Top of DATASET

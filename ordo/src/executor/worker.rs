//! Worker for flow execution.
//!
//! We use `Worker` and `Registry` instead of `FlowWorker` and `FlowRegistry`
//! since the `ordo::executor` path already says what they are about.
//!
//! A worker pulls flow instances from the storage queue and runs each until
//! it completes or suspends. Between runs it keeps the durable machinery
//! moving: it fires expired timers, fails children that ran out of budget,
//! and reports finished children to their parents.

use super::activity::{Activity, ActivityExecutor, ActivityRegistry};
use super::child_flow::ChildCompletion;
use super::config::{ConfigError, WorkerConfig};
use super::error::{ExecutionError, FlowOutcome, RegistrationError, SuspendReason};
use super::instance::FlowInstance;
use crate::core::{deserialize_value, serialize_value, FlowType, RetryPolicy, Retryable};
use crate::storage::{ExecutionLog, ScheduledFlow, TaskStatus};
use chrono::Utc;
use serde::de::DeserializeOwned;
use serde::Serialize;
use std::collections::HashMap;
use std::future::Future;
use std::pin::Pin;
use std::sync::Arc;
use std::time::Duration;
use tokio::sync::{Notify, OwnedSemaphorePermit, RwLock, Semaphore};
use tokio::task::{JoinHandle, JoinSet};
use tokio_util::sync::CancellationToken;
use tracing::{debug, error, info, warn, Instrument};
use uuid::Uuid;

// ============================================================================
// Tracing Typestates
// ============================================================================

/// Typestate: Worker without structured tracing (uses basic log-style tracing only).
///
/// This is the default state. Basic `info!`, `debug!`, `warn!`, and `error!`
/// calls are still used, but no spans are created.
#[derive(Clone, Copy)]
pub struct WithoutStructuredTracing;

/// Typestate: Worker with structured tracing enabled.
///
/// Wraps the worker loop, every flow run and every timer pass in a span
/// carrying the relevant identifiers.
#[derive(Clone, Copy)]
pub struct WithStructuredTracing;

/// Tracing behavior selected by the worker's typestate.
pub trait TracingBehavior: Send + Sync {
    fn worker_loop_span(&self, worker_id: &str) -> Option<tracing::Span>;

    fn flow_execution_span(&self, worker_id: &str, flow: &ScheduledFlow)
        -> Option<tracing::Span>;

    fn timer_processing_span(&self, worker_id: &str) -> Option<tracing::Span>;
}

impl TracingBehavior for WithoutStructuredTracing {
    fn worker_loop_span(&self, _worker_id: &str) -> Option<tracing::Span> {
        None
    }

    fn flow_execution_span(
        &self,
        _worker_id: &str,
        _flow: &ScheduledFlow,
    ) -> Option<tracing::Span> {
        None
    }

    fn timer_processing_span(&self, _worker_id: &str) -> Option<tracing::Span> {
        None
    }
}

impl TracingBehavior for WithStructuredTracing {
    fn worker_loop_span(&self, worker_id: &str) -> Option<tracing::Span> {
        Some(tracing::info_span!("worker_loop", worker.id = worker_id))
    }

    fn flow_execution_span(&self, worker_id: &str, flow: &ScheduledFlow) -> Option<tracing::Span> {
        Some(tracing::info_span!(
            "flow_execution",
            worker.id = worker_id,
            flow.id = %flow.flow_id,
            flow.type = %flow.flow_type,
            flow.key = %flow.business_key,
            task.id = %flow.task_id,
        ))
    }

    fn timer_processing_span(&self, worker_id: &str) -> Option<tracing::Span> {
        Some(tracing::debug_span!(
            "timer_processing",
            worker.id = worker_id,
            timers.found = tracing::field::Empty,
        ))
    }
}

/// Type-erased flow executor: flow bytes and id in, outcome out.
///
/// Wrapped in Arc so it can be cloned out of the registry and run without
/// holding the registry lock.
type BoxedExecutor<S> = Arc<
    dyn Fn(
            Vec<u8>,
            Uuid,
            Arc<S>,
            Arc<ActivityExecutor>,
        ) -> Pin<Box<dyn Future<Output = FlowOutcome<Result<(), ExecutionError>>> + Send>>
        + Send
        + Sync,
>;

/// Registry that maps flow type names to their executors.
pub struct Registry<S: ExecutionLog> {
    executors: HashMap<String, BoxedExecutor<S>>,
}

impl<S: ExecutionLog + 'static> Registry<S> {
    pub fn new() -> Self {
        Self {
            executors: HashMap::new(),
        }
    }

    /// Registers a flow type with its executor function.
    ///
    /// The executor function receives an `Arc<T>` of the deserialized flow
    /// and returns the future that runs it.
    ///
    /// # Errors
    /// Returns `RegistrationError::DuplicateFlow` if the type is already known.
    pub fn register<T, F, Fut, R, E>(&mut self, executor: F) -> Result<(), RegistrationError>
    where
        T: DeserializeOwned + Serialize + FlowType + Send + Sync + 'static,
        F: Fn(Arc<T>) -> Fut + Send + Sync + Clone + 'static,
        Fut: Future<Output = Result<R, E>> + Send + 'static,
        R: Serialize + Send + Sync + 'static,
        E: Into<ExecutionError> + Send + 'static,
    {
        let type_name = T::type_id().to_string();
        if self.executors.contains_key(&type_name) {
            return Err(RegistrationError::DuplicateFlow(type_name));
        }

        let boxed: BoxedExecutor<S> = Arc::new(
            move |data: Vec<u8>,
                  flow_id: Uuid,
                  storage: Arc<S>,
                  activities: Arc<ActivityExecutor>| {
                let executor = executor.clone();

                Box::pin(async move {
                    let flow: T = match deserialize_value(&data) {
                        Ok(f) => f,
                        Err(e) => {
                            return FlowOutcome::Completed(Err(ExecutionError::Failed(format!(
                                "failed to deserialize flow: {}",
                                e
                            ))))
                        }
                    };

                    let instance = FlowInstance::new(flow_id, flow, storage, activities);
                    match instance.execute(executor).await {
                        FlowOutcome::Suspended(reason) => FlowOutcome::Suspended(reason),
                        FlowOutcome::Completed(result) => {
                            FlowOutcome::Completed(result.map(|_| ()))
                        }
                    }
                })
            },
        );

        debug!("Registered flow type: {}", type_name);
        self.executors.insert(type_name, boxed);
        Ok(())
    }

    fn get_executor(&self, flow_type: &str) -> Option<BoxedExecutor<S>> {
        self.executors.get(flow_type).cloned()
    }

    pub fn len(&self) -> usize {
        self.executors.len()
    }

    pub fn is_empty(&self) -> bool {
        self.executors.is_empty()
    }
}

impl<S: ExecutionLog + 'static> Default for Registry<S> {
    fn default() -> Self {
        Self::new()
    }
}

/// Worker that executes flows from the storage queue.
///
/// # Example
///
/// ```no_run
/// use ordo::executor::Worker;
/// use ordo::flows::{DeliverOrder, HandleEatsOrder};
/// use ordo::storage::InMemoryExecutionLog;
/// use std::sync::Arc;
///
/// # async fn example() -> Result<(), Box<dyn std::error::Error>> {
/// let storage = Arc::new(InMemoryExecutionLog::new());
/// let worker = Worker::new(storage, "eats-worker-1").with_structured_tracing();
///
/// ordo::flows::register_activities(&worker).await?;
/// worker.register(|flow: Arc<HandleEatsOrder>| flow.run()).await?;
/// worker.register(|flow: Arc<DeliverOrder>| flow.run()).await?;
///
/// let handle = worker.start().await?;
/// // ...
/// handle.shutdown().await;
/// # Ok(())
/// # }
/// ```
pub struct Worker<S: ExecutionLog + 'static, Tr = WithoutStructuredTracing> {
    storage: Arc<S>,
    worker_id: String,
    config: WorkerConfig,
    registry: Arc<RwLock<Registry<S>>>,
    activities: Arc<ActivityExecutor>,
    tracing_state: Tr,
    work_notify: Arc<Notify>,
}

impl<S: ExecutionLog + 'static> Worker<S, WithoutStructuredTracing> {
    /// Creates a worker with the default [`WorkerConfig`].
    pub fn new(storage: Arc<S>, worker_id: impl Into<String>) -> Self {
        Self::with_config(storage, worker_id, WorkerConfig::default())
    }

    pub fn with_config(
        storage: Arc<S>,
        worker_id: impl Into<String>,
        config: WorkerConfig,
    ) -> Self {
        // Fall back to a private notify when the backend cannot signal new work
        let work_notify = storage
            .work_notify()
            .unwrap_or_else(|| Arc::new(Notify::new()));
        let activities = Arc::new(ActivityExecutor::new(
            ActivityRegistry::new(),
            config.max_concurrent_activities,
        ));

        Self {
            storage,
            worker_id: worker_id.into(),
            config,
            registry: Arc::new(RwLock::new(Registry::new())),
            activities,
            tracing_state: WithoutStructuredTracing,
            work_notify,
        }
    }

    /// Enables structured tracing spans for this worker.
    pub fn with_structured_tracing(self) -> Worker<S, WithStructuredTracing> {
        Worker {
            storage: self.storage,
            worker_id: self.worker_id,
            config: self.config,
            registry: self.registry,
            activities: self.activities,
            tracing_state: WithStructuredTracing,
            work_notify: self.work_notify,
        }
    }
}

Bottom of DATASET

## WORK TASK
Give the number of lines in the data that include the string "Completed", please, and nothing else.

## YOUR RESPONSE
3